The mayor is cutting up hundreds of cards.
This is mostly a symbolic move by the Emanuel administration inasmuch as it will have virtually no effect on the city's huge budget deficit. But it sends a clear message about city employee use of Chicago taxpayer money, not only through the use of credit cards, but also in the use of so-called "petty cash."
The Fleet Management Department, which maintains most of city government's thousands of trucks and cars, used over $34,000 from a "petty cash" account last year. Department officials told auditors they spent the money to buy gasoline for police cars that are supposed to fill up at city-owned fueling depots.
"We have a city-wide procurement contract for gasoline and fuel. So there's no reason that petty cash should be used to fund the fuel purchases," said Chicago Comptroller Amer Ahmad.
The audit found that petty cash accounts -- reportedly tens of thousands of dollars spread among every city department and agency -- have been used repeatedly for so-called "questionable" expenses."
"Moving forward, we will not have petty cash accounts," Ahmad said. "We will be recovering all of the money that currently exists in those accounts."
The mayor's office also took away nearly 500 city-issued credit cards that auditors said had been used for local meals, entertainment, sporting goods, flowers, red light tickets and car washes.

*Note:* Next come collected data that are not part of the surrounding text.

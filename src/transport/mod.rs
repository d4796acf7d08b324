//! Point-to-point message channel between the probe and its consumer
//!
//! The session only ever sees the [`Transport`] trait. The daemon plugs in
//! [`unix::UnixTransport`]; tests plug in an in-memory recorder.

pub mod unix;

use crate::Result;
use bytes::Bytes;
use std::fmt;

/// Outbound half of the channel
pub trait Transport: Send + Sync {
    /// Opaque consumer identity, compared to recognise the attached consumer
    type Peer: Clone + PartialEq + fmt::Debug + Send + Sync;

    /// Sends one message carrying `seq` to `peer`.
    ///
    /// Must not block: the session calls this with its lock held.
    fn unicast(&self, peer: &Self::Peer, seq: u32, payload: &[u8]) -> Result<()>;

    /// Largest payload a single message can carry.
    fn max_payload(&self) -> usize {
        usize::MAX
    }
}

/// A message received from a consumer
#[derive(Debug, Clone, PartialEq)]
pub struct Inbound<P> {
    pub sender: P,
    pub seq: u32,
    pub payload: Bytes,
}

impl<P> Inbound<P> {
    pub fn new(sender: P, seq: u32, payload: impl Into<Bytes>) -> Self {
        Self {
            sender,
            seq,
            payload: payload.into(),
        }
    }
}
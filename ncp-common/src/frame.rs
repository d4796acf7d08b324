//! Message framing
//!
//! Every datagram exchanged between the probe and a consumer is one frame:
//!
//! ```text
//!  0                   1                   2                   3
//!  0 1 2 3 4 5 6 7 8 9 0 1 2 3 4 5 6 7 8 9 0 1 2 3 4 5 6 7 8 9 0 1
//! +-+-+-+-+-+-+-+-+-+-+-+-+-+-+-+-+-+-+-+-+-+-+-+-+-+-+-+-+-+-+-+-+
//! |                              len                              |
//! +-+-+-+-+-+-+-+-+-+-+-+-+-+-+-+-+-+-+-+-+-+-+-+-+-+-+-+-+-+-+-+-+
//! |             kind              |             flags             |
//! +-+-+-+-+-+-+-+-+-+-+-+-+-+-+-+-+-+-+-+-+-+-+-+-+-+-+-+-+-+-+-+-+
//! |                              seq                              |
//! +-+-+-+-+-+-+-+-+-+-+-+-+-+-+-+-+-+-+-+-+-+-+-+-+-+-+-+-+-+-+-+-+
//! |                            port_id                            |
//! +-+-+-+-+-+-+-+-+-+-+-+-+-+-+-+-+-+-+-+-+-+-+-+-+-+-+-+-+-+-+-+-+
//! |                    payload (zero padded to 4)                 |
//! /                              ...                              /
//! +-+-+-+-+-+-+-+-+-+-+-+-+-+-+-+-+-+-+-+-+-+-+-+-+-+-+-+-+-+-+-+-+
//! ```
//!
//! The header mirrors `struct nlmsghdr`. All fields are little-endian and
//! `len` counts the header plus the unpadded payload.

/// The length of the frame header.
pub const HEADER_LEN: usize = 16;

/// Payload alignment.
pub const ALIGNTO: usize = 4;

/// Largest frame either side will send or accept.
pub const MAX_FRAME_LEN: usize = 64 * 1024;

/// Frame kinds
pub mod kind {
    pub const NOOP: u16 = 1;
    /// Used for every probe-to-consumer frame
    pub const DONE: u16 = 3;
}

/// Frame flags
pub mod flags {
    /// Set on every consumer-to-probe frame
    pub const REQUEST: u16 = 1;
}

/// Rounds `len` up to the payload alignment.
pub const fn align(len: usize) -> usize {
    (len + ALIGNTO - 1) & !(ALIGNTO - 1)
}

/// Total on-wire size of a frame carrying `payload_len` bytes.
pub const fn frame_len(payload_len: usize) -> usize {
    align(HEADER_LEN + payload_len)
}

/// Largest payload that fits in [`MAX_FRAME_LEN`].
pub const MAX_PAYLOAD_LEN: usize = MAX_FRAME_LEN - HEADER_LEN;

#[derive(Clone, Copy, Debug, PartialEq, Eq)]
pub struct FrameHeader {
    pub len: u32,
    pub kind: u16,
    pub flags: u16,
    pub seq: u32,
    pub port_id: u32,
}

impl FrameHeader {
    /// Header for a frame carrying `payload_len` bytes.
    pub fn for_payload(kind: u16, flags: u16, seq: u32, port_id: u32, payload_len: usize) -> Self {
        Self {
            len: (HEADER_LEN + payload_len) as u32,
            kind,
            flags,
            seq,
            port_id,
        }
    }

    pub fn encode(&self) -> [u8; HEADER_LEN] {
        let mut out = [0u8; HEADER_LEN];
        out[0..4].copy_from_slice(&self.len.to_le_bytes());
        out[4..6].copy_from_slice(&self.kind.to_le_bytes());
        out[6..8].copy_from_slice(&self.flags.to_le_bytes());
        out[8..12].copy_from_slice(&self.seq.to_le_bytes());
        out[12..16].copy_from_slice(&self.port_id.to_le_bytes());
        out
    }

    pub fn decode(bytes: &[u8]) -> Option<Self> {
        if bytes.len() < HEADER_LEN {
            return None;
        }
        Some(Self {
            len: u32::from_le_bytes([bytes[0], bytes[1], bytes[2], bytes[3]]),
            kind: u16::from_le_bytes([bytes[4], bytes[5]]),
            flags: u16::from_le_bytes([bytes[6], bytes[7]]),
            seq: u32::from_le_bytes([bytes[8], bytes[9], bytes[10], bytes[11]]),
            port_id: u32::from_le_bytes([bytes[12], bytes[13], bytes[14], bytes[15]]),
        })
    }

    pub fn payload_len(&self) -> usize {
        (self.len as usize).saturating_sub(HEADER_LEN)
    }
}

#[derive(Clone, Copy, Debug, PartialEq, Eq)]
pub enum FrameError {
    /// Fewer bytes than a header
    Truncated { available: usize },
    /// `len` is smaller than a header or larger than the datagram
    BadLength { len: u32, available: usize },
}

impl core::fmt::Display for FrameError {
    fn fmt(&self, f: &mut core::fmt::Formatter<'_>) -> core::fmt::Result {
        match self {
            FrameError::Truncated { available } => {
                write!(f, "frame truncated: {} bytes, header needs {}", available, HEADER_LEN)
            }
            FrameError::BadLength { len, available } => {
                write!(f, "frame length {} does not fit datagram of {} bytes", len, available)
            }
        }
    }
}

#[cfg(feature = "userspace")]
impl std::error::Error for FrameError {}

/// Splits a received datagram into its header and unpadded payload.
pub fn parse(datagram: &[u8]) -> Result<(FrameHeader, &[u8]), FrameError> {
    let header = FrameHeader::decode(datagram).ok_or(FrameError::Truncated {
        available: datagram.len(),
    })?;
    let len = header.len as usize;
    if len < HEADER_LEN || len > datagram.len() {
        return Err(FrameError::BadLength {
            len: header.len,
            available: datagram.len(),
        });
    }
    Ok((header, &datagram[HEADER_LEN..len]))
}

/// Writes a complete frame (header, payload, padding) into `out`.
///
/// Returns the number of bytes written, or `None` if `out` is too small.
pub fn write(out: &mut [u8], header: &FrameHeader, payload: &[u8]) -> Option<usize> {
    let total = frame_len(payload.len());
    if out.len() < total {
        return None;
    }
    out[..HEADER_LEN].copy_from_slice(&header.encode());
    out[HEADER_LEN..HEADER_LEN + payload.len()].copy_from_slice(payload);
    out[HEADER_LEN + payload.len()..total].fill(0);
    Some(total)
}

Only 30 cards remain, none for city department heads and only five apiece for executives at each of the six city agencies, including CTA, CHA, Chicago Public Schools, the park district, City Colleges and Public Buildings Commission.
Mayor Emanuel was out of town Monday and unavailable for comment. His comptroller, who conducted the audit, stopped short of accusing the administration of Mayor Richard M. Daley of mismanagement of city accounts.
"There were some questionable charges in the past, but we're focused on being good stewards of the finances going forward," said Ahmad.
The Emanuel administration promises to post the remaining City of Chicago-issued credit cards' monthly statements online for public view.
The city also announced Monday that city employees who lost their city-issued cards will have to use their own credit when traveling to be reimbursed for approved expenses.